■ Provided records:
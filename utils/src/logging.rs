//! Structured logging initialisation via `tracing`.
//!
//! Two output formats are supported:
//! - [`LogFormat::Human`]: readable lines for local runs.
//! - [`LogFormat::Json`]: newline-delimited JSON for log aggregation.
//!
//! `RUST_LOG` overrides the caller-supplied level when set
//! (e.g. `"info"`, `"debug,concord_governance=trace"`).

use serde::{Deserialize, Serialize};
use std::fmt;
use std::str::FromStr;
use thiserror::Error;
use tracing_subscriber::{fmt as tfmt, layer::SubscriberExt, util::SubscriberInitExt, EnvFilter};

/// Selects the output format for structured logs.
#[derive(Debug, Clone, Copy, PartialEq, Eq, Default, Serialize, Deserialize)]
#[serde(rename_all = "lowercase")]
pub enum LogFormat {
    #[default]
    Human,
    Json,
}

#[derive(Debug, Error, PartialEq, Eq)]
#[error("unknown log format {0:?}, expected \"human\" or \"json\"")]
pub struct ParseLogFormatError(String);

impl FromStr for LogFormat {
    type Err = ParseLogFormatError;

    fn from_str(s: &str) -> Result<Self, Self::Err> {
        match s.to_ascii_lowercase().as_str() {
            "human" | "text" => Ok(Self::Human),
            "json" => Ok(Self::Json),
            _ => Err(ParseLogFormatError(s.to_string())),
        }
    }
}

impl fmt::Display for LogFormat {
    fn fmt(&self, f: &mut fmt::Formatter<'_>) -> fmt::Result {
        match self {
            Self::Human => write!(f, "human"),
            Self::Json => write!(f, "json"),
        }
    }
}

/// Initialise the global subscriber with `RUST_LOG` filtering only.
pub fn init_tracing() {
    tracing_subscriber::fmt()
        .with_env_filter(EnvFilter::from_default_env())
        .init();
}

/// Initialise the global tracing subscriber.
///
/// Logs go to stderr so that stdout stays free for command output.
///
/// # Panics
///
/// Panics if a global subscriber has already been set.
pub fn init_logging(format: LogFormat, level: &str) {
    let filter = EnvFilter::try_from_default_env().unwrap_or_else(|_| EnvFilter::new(level));

    match format {
        LogFormat::Human => {
            tracing_subscriber::registry()
                .with(filter)
                .with(tfmt::layer().with_target(true).with_writer(std::io::stderr))
                .init();
        }
        LogFormat::Json => {
            tracing_subscriber::registry()
                .with(filter)
                .with(
                    tfmt::layer()
                        .json()
                        .with_target(true)
                        .with_writer(std::io::stderr),
                )
                .init();
        }
    }
}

■ The task:
Return a copy of each line in the entries that carries the string "derive".

■ Response box:
#[derive(Debug, Clone, Copy, PartialEq, Eq, Default, Serialize, Deserialize)]
#[derive(Debug, Error, PartialEq, Eq)]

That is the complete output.